Chess for Zebras offers fresh insights into human idiosyncrasies in all phases of the game. The depth and breadth of this book will therefore help players to appreciate chess at a more profound level, and make steps towards sustained and significant improvement
Jonathan Rowson is a Scottish chess player and philosopher. He is a three-time British chess champion and was awarded the title of Grandmaster by FIDE in 1999. As Director of the Social Brain Centre at the United Kingdom's Royal Society for the encouragement of Arts, Manufactures and Commerce (RSA), he authored numerous research reports on behavior change, climate change, and spirituality. He was awarded an Open Society Fellowship in 2018 by the Open Society Foundations. He now works as an intellectual entrepreneur and civil society leader as co-founder and Chief Executive of Perspectiva.
Full disclosure: I'm quite a weak player at the time of reading this. I don't expect reading this book will make much difference to my strength either. Rowson mentions in an endnote that he basically agrees with the dictum that at my level studying tactics is about all that matters for improvement. Like another reviewer much of the annotations for the games was over my head.
On the other hand it was an entertaining read. It's not meant to be any kind of doctrine. The style was engaging. It really feels like hanging out with an interesting, educated, thoughtful grandmaster and just listening to him talk about how he thinks about the game. He comes across as enthusiastic and modest in pleasant way.
I can see though that it might take a certain kind of person to enjoy this book. I think you have to be able to enjoy some spitballing that doesn't really translate to direct variations or concrete how to's. I think that's why as a weak player it might be easy for me to enjoy it because I don't have deeply held mental attitudes about chess, so it's fun for me to just kind of listening to him rap about stuff. I certainly don't think though that he's expecting anyone to read this and come away going "Yes, Rowson has it all figured out.". It's just not that kind of book. I think rather they are interesting ideas that hopefully can enrich how I think about the game as I (hopefully) grow and get stronger.

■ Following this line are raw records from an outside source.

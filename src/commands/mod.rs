//! Bot commands bound at startup.

pub mod admin;
pub mod user;

use anyhow::Result;

use crate::error::GatewayResult;
use crate::registry::{CommandContext, Deps};
use crate::runtime::BotRuntime;

/// Bind every command to the runtime. Must run before `BotRuntime::start`.
pub fn register_all(runtime: &BotRuntime, deps: &Deps) -> GatewayResult<()> {
    runtime.register("start", user::start, deps.clone())?;
    runtime.register("about", user::about, deps.clone())?;
    runtime.register("help", user::help, deps.clone())?;
    runtime.register("balance", user::balance, deps.clone())?;
    runtime.register("qd", user::checkin, deps.clone())?;
    runtime.register("invite", user::invite, deps.clone())?;
    runtime.register("use", user::use_key, deps.clone())?;

    runtime.register("addbalance", admin::add_balance, deps.clone())?;
    runtime.register("block", admin::block, deps.clone())?;
    runtime.register("white", admin::white, deps.clone())?;
    runtime.register("blacklist", admin::blacklist, deps.clone())?;
    runtime.register("genkey", admin::genkey, deps.clone())?;
    runtime.register("listkeys", admin::listkeys, deps.clone())?;
    runtime.register("broadcast", admin::broadcast, deps.clone())?;
    Ok(())
}

/// Resolve the caller to a registered, unblocked user id, replying otherwise.
async fn active_user(ctx: &CommandContext) -> Result<Option<u64>> {
    let Some(user_id) = ctx.user_id() else {
        return Ok(None);
    };
    match ctx.deps.db.get_user(user_id).await? {
        None => {
            ctx.reply("You are not registered yet. Send /start first.").await?;
            Ok(None)
        }
        Some(user) if user.is_blocked => {
            ctx.reply("Your account has been blocked.").await?;
            Ok(None)
        }
        Some(_) => Ok(Some(user_id)),
    }
}
//! End-to-end estimates over hand-drawn shapes.

use areaflood_core::{CellState, Grid, GridConfig, Point, Shape};
use areaflood_estimator::{AreaEstimator, Estimate, RunStatus};

fn grid(picture: &str) -> Grid {
    Shape::parse(picture)
        .unwrap()
        .build(GridConfig::default())
        .unwrap()
}

fn estimate(grid: &Grid) -> Estimate {
    match AreaEstimator::new(grid.clone()).run().unwrap() {
        RunStatus::Done(e) => e,
        RunStatus::Pending => panic!("immediate run returned pending"),
    }
}

fn counted_at(grid: &Grid, x: usize, y: usize) -> bool {
    let i = grid.index_of(Point::new(x, y)).unwrap();
    grid.cell(i).unwrap().is_counted()
}

#[test]
fn open_grid() {
    let g = Grid::new(3).unwrap();
    g.set_start_point(4).unwrap();
    assert_eq!(estimate(&g).total, 9);
}

#[test]
fn closed_rectangle() {
    let g = grid(
        "
#####
#...#
#.S.#
#...#
#####",
    );
    let e = estimate(&g);
    assert_eq!(e.total - e.corners, 21);
    assert_eq!(e.corners, 4);
    assert_eq!(e.total, 25);
    for (x, y) in [(0, 0), (4, 0), (0, 4), (4, 4)] {
        assert!(counted_at(&g, x, y), "corner ({x}, {y})");
    }
}

#[test]
fn gap_on_the_edge_is_still_counted() {
    let g = grid(
        "
##.##
#...#
#.S.#
#...#
#####",
    );
    let e = estimate(&g);
    assert_eq!(e.total, 25);
    assert_eq!(g.cell(2).unwrap().state(), CellState::Area);
}

#[test]
fn gap_leaks_into_the_whole_grid() {
    let g = grid(
        "
.......
.##.##.
.#...#.
.#.S.#.
.#...#.
.#####.
.......",
    );
    let e = estimate(&g);
    assert_eq!(e.total, 49);
    assert_eq!(e.corners, 0);
    // the outside got flooded
    assert_eq!(g.cell(0).unwrap().state(), CellState::Area);
    assert_eq!(g.cell(48).unwrap().state(), CellState::Area);
}

#[test]
fn outside_stays_untouched_when_closed() {
    let g = grid(
        "
.......
.#####.
.#...#.
.#.S.#.
.#...#.
.#####.
.......",
    );
    let e = estimate(&g);
    assert_eq!(e.total, 25);
    assert_eq!(g.cell(0).unwrap().state(), CellState::Default);
    assert!(!g.cell(0).unwrap().is_counted());
}

#[test]
fn isolated_boundary_pair_is_not_rescued() {
    let g = grid(
        "
#####..
#...#..
#.S.#..
#...#..
#####..
......#
......#",
    );
    let e = estimate(&g);
    assert_eq!(e.total, 25);
    assert!(!counted_at(&g, 6, 5));
    assert!(!counted_at(&g, 6, 6));
}

#[test]
fn corner_pass_does_not_chain() {
    // (2, 5) touches the counted bottom edge and is rescued; (2, 6) only
    // touches (2, 5) and stays uncounted.
    let g = grid(
        "
#####..
#...#..
#.S.#..
#...#..
#####..
..#....
..#....",
    );
    let e = estimate(&g);
    assert_eq!(e.corners, 5);
    assert_eq!(e.total, 26);
    assert!(counted_at(&g, 2, 5));
    assert!(!counted_at(&g, 2, 6));
}

#[test]
fn l_shaped_room() {
    // The inner corner at (3, 3) touches the interior orthogonally and is
    // counted by the fill; the five outer corners need the corner pass.
    let g = grid(
        "
####...
#..#...
#.S#...
#..####
#.....#
#.....#
#######",
    );
    let e = estimate(&g);
    assert_eq!(e.interior + 1, 16);
    assert_eq!(e.boundary, 19);
    assert_eq!(e.corners, 5);
    assert_eq!(e.total, 40);
    assert!(counted_at(&g, 3, 3));
    assert!(!counted_at(&g, 5, 1));
}

#[test]
fn rebuild_after_run_resets_everything() {
    let g = grid(
        "
#####
#...#
#.S.#
#...#
#####",
    );
    let mut est = AreaEstimator::new(g.clone());
    est.run().unwrap();
    assert!(g.counted_cells() > 0);

    g.rebuild(5).unwrap();
    assert_eq!(g.start_point(), None);
    for c in g.cells() {
        assert_eq!(c.state(), CellState::Default);
        assert!(!c.is_counted());
    }

    // and a fresh drawing can be estimated again with the same estimator
    Shape::parse("...\n.S.\n...").unwrap().draw(&g).unwrap();
    assert!(matches!(est.run(), Ok(RunStatus::Done(Estimate { total: 9, .. }))));
}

I know how chess pieces move, but haven't played the game since I was a kid and couldn't follow the annotated games that comprise about half the pages of this book.
I nonetheless loved Chess for Zebras because of the way its author, a Grandmaster who has also worked and thought as a chess tutor, conceives the game. "Chess," he writes, "...is about using ideas to solve problems." So the problem of the book becomes: How does one go from knowing-that to knowing-how, that is, knowing about an idea to being able to use it to solve a more-or-less unique problem under some version of real time? It's a question applicable to all games of mental skill.
The book takes a wandering tour through skill acquisition, and may itself be vulnerable to the charge that it's a knowing-that book as opposed to a knowing-how book. Its ideas concern the obstacles (especially for adults with their settled mentalities) to chess improvement. There are specific recommendations for training rather than studying, but I'd be surprised if the book's chess playing readers found the advice of much use or interest.
Rowson is well versed in the literature of decision-making, however, and fully invested in life as a chess player. His prose is relaxed, quite, and illuminating.
Here are three of the books many ideas that I found thought provoking.
1) The title comes from a Sufi saying: "If you hear hoofbeats, think of a zebra." The automatic association to hoof beats is of course a horse, so the saying captures something about the way in which competitive mental games reward the one who can resist the common association. In most games there is a basic strategy the knowledge of which defines a serious player. But in order to outwit the opponent, while resisting what Rowson calls "the genius complex" which causes you to want to make unconventional moves to bolster your chess ego, you have to be able to see a little further into the position at hand, which often means holding off your first assumption and waiting a little longer for your mind to explore the position...thus the title: Chess for Zebras.
2) "Improvement happens at the edge of your comfort zone." This is a pretty standard maxim of skill acquisition, but Rowson brings it a lot of life and clarity. There's a pleasure in rehearsing stuff we're good at to retain it and get better at it--and certainly repetition is a part of retaining skills built to fine tolerances. But to get better you have to find the edge of your skill, the place where your ability goes to pieces, and stay with it there to figure out what happens and how it might not happen and what else could happen...and there's an inbuilt reluctance on our part to go to our edge--to see ourselves as the fallible, forked creatures that we are.
3) "...it's not so much that we concentrate in order to play chess, but that we play chess in order to concentrate." People pour a lot of energy into sports and games, and I've always found that a bit mysterious. I, for example, spend a lot time handicapping basketball games. I know I could make more money doing something else, but using ideas to solve problems in this realm fascinates me. But why? What do I get out of it? Rowson's explanation of the internal good produced by playing chess against an opponent of one's own caliber resonated with me. I found my own motivational world illuminated.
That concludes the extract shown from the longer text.